#### SUPPLIED MATERIAL
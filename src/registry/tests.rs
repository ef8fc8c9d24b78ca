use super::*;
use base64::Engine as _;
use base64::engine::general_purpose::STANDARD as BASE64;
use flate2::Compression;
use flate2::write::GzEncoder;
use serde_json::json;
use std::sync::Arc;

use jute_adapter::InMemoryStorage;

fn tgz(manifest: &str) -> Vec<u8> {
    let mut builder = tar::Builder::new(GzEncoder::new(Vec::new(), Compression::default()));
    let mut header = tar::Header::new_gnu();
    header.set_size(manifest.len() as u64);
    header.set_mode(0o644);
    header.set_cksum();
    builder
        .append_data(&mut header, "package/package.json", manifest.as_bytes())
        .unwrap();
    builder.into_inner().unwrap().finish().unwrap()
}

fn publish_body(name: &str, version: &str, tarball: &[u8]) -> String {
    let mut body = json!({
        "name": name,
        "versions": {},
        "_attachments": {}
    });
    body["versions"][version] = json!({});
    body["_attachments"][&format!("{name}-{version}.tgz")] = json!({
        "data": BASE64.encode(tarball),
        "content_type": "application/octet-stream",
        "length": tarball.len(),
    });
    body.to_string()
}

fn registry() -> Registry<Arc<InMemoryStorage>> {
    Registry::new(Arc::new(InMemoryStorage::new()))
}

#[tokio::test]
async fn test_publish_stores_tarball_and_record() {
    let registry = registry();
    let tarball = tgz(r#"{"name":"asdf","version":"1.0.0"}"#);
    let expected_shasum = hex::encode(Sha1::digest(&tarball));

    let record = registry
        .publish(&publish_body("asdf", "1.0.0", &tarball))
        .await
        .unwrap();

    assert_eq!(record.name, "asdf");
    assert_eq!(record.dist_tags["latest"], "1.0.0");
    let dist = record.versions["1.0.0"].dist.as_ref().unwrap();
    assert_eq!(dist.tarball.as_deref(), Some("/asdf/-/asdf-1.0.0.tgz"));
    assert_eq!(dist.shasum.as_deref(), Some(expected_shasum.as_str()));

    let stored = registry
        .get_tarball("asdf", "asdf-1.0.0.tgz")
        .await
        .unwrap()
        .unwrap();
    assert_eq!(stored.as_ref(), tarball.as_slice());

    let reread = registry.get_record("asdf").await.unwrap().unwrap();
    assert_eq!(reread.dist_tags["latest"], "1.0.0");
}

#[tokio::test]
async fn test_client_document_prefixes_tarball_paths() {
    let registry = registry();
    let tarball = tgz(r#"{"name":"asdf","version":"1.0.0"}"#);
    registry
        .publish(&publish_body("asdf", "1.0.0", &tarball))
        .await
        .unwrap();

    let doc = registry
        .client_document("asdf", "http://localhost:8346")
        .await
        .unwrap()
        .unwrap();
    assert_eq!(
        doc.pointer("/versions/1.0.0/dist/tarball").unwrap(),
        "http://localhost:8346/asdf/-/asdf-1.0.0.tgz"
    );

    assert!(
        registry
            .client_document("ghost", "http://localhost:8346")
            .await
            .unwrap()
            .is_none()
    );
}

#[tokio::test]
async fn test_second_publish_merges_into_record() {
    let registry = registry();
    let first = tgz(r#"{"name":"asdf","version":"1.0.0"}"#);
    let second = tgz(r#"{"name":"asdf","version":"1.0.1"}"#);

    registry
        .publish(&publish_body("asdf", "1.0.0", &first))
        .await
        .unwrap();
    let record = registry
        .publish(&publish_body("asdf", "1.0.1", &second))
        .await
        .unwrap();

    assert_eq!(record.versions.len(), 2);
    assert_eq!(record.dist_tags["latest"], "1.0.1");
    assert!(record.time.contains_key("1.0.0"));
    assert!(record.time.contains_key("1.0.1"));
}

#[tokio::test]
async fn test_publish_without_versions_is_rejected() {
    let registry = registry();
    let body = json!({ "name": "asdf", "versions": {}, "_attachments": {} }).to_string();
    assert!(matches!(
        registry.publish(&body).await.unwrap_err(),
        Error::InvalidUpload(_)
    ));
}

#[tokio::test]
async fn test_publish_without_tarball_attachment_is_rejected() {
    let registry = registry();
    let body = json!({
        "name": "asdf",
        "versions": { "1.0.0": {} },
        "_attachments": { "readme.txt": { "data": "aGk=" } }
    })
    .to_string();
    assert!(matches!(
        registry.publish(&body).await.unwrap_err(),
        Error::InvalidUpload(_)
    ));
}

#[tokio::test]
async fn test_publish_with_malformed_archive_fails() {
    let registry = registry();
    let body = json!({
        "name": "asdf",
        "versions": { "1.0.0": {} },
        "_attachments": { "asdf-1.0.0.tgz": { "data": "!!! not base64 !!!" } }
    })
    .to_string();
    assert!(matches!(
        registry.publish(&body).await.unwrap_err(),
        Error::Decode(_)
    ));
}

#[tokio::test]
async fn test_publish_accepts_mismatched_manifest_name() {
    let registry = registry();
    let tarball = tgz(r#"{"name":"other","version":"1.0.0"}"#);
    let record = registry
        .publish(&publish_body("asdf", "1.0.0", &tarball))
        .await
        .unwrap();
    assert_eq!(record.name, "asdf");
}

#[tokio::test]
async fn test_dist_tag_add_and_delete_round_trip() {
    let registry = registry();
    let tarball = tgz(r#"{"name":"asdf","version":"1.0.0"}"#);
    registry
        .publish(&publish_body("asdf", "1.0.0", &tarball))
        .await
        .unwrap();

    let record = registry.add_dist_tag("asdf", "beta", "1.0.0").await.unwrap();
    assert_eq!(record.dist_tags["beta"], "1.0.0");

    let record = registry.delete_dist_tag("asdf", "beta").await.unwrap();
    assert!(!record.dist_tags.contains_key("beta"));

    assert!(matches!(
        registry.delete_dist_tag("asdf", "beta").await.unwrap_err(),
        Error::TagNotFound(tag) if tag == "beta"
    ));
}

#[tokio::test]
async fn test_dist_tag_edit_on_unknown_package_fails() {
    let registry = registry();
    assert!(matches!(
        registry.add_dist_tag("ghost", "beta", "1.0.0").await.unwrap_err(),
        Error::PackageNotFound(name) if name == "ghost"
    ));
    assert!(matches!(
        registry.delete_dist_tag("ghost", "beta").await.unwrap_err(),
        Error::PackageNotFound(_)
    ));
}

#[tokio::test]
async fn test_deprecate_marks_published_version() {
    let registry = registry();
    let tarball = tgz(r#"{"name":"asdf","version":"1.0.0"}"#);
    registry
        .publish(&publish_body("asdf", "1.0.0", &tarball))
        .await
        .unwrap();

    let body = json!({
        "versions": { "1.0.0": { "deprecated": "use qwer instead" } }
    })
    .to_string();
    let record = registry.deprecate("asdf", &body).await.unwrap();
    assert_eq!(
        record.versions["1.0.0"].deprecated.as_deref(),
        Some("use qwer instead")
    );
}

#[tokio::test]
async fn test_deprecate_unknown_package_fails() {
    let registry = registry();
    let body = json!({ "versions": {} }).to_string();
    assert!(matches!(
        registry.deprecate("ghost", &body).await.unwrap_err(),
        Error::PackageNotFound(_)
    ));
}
########
#### SUPPLIED MATERIAL
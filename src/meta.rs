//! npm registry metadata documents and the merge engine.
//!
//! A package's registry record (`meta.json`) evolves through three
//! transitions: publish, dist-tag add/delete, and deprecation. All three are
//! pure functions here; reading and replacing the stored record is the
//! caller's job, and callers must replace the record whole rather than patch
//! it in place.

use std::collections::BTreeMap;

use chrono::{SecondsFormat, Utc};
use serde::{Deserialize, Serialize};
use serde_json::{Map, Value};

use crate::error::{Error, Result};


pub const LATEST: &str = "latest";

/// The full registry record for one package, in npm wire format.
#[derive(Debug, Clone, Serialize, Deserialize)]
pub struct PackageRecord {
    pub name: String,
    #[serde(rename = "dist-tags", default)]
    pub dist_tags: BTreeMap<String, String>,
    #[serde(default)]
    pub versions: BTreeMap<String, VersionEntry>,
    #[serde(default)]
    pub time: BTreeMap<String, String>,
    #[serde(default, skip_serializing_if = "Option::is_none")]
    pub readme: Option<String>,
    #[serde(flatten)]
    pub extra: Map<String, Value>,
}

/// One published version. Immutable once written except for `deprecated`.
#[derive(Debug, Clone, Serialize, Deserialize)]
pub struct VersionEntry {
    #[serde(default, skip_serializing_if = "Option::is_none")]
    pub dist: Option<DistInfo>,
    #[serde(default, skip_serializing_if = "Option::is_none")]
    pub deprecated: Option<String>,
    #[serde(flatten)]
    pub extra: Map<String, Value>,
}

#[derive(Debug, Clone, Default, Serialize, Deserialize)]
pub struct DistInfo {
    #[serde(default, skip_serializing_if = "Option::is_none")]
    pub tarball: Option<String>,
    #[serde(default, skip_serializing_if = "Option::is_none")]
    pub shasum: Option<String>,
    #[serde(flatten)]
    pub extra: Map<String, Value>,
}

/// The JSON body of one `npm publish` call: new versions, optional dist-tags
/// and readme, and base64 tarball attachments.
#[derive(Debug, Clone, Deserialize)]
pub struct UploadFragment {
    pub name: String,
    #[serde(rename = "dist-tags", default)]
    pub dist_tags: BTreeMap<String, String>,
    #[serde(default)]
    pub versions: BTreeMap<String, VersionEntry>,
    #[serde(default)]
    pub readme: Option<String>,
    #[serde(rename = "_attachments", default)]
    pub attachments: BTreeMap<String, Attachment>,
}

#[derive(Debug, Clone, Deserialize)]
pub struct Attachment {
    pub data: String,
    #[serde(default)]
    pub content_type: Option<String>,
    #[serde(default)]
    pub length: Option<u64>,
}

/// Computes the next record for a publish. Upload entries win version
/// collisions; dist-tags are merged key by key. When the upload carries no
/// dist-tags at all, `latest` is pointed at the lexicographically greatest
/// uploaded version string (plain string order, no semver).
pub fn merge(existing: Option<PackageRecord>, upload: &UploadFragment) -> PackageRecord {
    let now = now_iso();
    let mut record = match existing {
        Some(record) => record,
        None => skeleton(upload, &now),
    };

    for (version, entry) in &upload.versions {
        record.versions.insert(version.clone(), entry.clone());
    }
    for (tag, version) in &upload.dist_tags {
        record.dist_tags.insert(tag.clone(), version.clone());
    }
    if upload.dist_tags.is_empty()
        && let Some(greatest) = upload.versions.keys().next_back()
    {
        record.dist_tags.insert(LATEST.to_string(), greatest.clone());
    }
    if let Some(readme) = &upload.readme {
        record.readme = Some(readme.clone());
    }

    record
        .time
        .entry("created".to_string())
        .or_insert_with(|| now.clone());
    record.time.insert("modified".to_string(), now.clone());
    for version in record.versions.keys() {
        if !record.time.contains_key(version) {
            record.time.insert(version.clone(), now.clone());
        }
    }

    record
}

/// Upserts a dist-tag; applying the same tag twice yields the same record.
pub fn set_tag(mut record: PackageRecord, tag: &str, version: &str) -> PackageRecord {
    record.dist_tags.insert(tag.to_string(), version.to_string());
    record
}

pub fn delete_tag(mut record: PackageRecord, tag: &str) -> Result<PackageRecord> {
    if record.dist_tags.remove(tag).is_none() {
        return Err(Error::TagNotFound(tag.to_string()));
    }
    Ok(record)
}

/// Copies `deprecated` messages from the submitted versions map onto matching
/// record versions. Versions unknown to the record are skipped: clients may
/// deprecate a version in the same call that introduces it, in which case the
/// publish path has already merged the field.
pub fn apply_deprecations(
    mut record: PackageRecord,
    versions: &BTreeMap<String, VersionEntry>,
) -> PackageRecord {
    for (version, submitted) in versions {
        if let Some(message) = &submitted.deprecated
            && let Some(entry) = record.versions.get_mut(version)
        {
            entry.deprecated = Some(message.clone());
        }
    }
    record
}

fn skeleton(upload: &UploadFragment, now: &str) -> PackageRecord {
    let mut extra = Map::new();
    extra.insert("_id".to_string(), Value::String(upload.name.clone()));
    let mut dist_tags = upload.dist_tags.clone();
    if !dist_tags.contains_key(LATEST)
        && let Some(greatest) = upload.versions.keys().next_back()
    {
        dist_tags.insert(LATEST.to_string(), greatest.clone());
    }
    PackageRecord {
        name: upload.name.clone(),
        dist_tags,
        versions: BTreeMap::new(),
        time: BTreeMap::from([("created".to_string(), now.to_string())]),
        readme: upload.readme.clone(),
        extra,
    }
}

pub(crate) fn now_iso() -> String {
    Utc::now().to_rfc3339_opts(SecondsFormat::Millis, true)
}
########
#### SUPPLIED MATERIAL
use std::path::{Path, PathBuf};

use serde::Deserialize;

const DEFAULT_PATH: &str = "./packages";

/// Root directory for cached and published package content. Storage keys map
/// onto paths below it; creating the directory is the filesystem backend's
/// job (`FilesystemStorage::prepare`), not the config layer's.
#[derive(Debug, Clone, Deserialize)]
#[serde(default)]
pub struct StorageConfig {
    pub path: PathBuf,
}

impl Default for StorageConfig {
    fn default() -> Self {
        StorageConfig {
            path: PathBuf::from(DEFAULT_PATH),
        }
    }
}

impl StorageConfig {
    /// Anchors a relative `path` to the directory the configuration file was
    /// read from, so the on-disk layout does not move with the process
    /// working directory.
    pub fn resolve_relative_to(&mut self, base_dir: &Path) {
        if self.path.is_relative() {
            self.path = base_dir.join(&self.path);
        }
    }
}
########
== TASK GOAL ==
Check the lines above and copy each one that includes "StorageConfig".

== EXPECTED ANSWER ==
pub struct StorageConfig {
impl Default for StorageConfig {
        StorageConfig {
impl StorageConfig {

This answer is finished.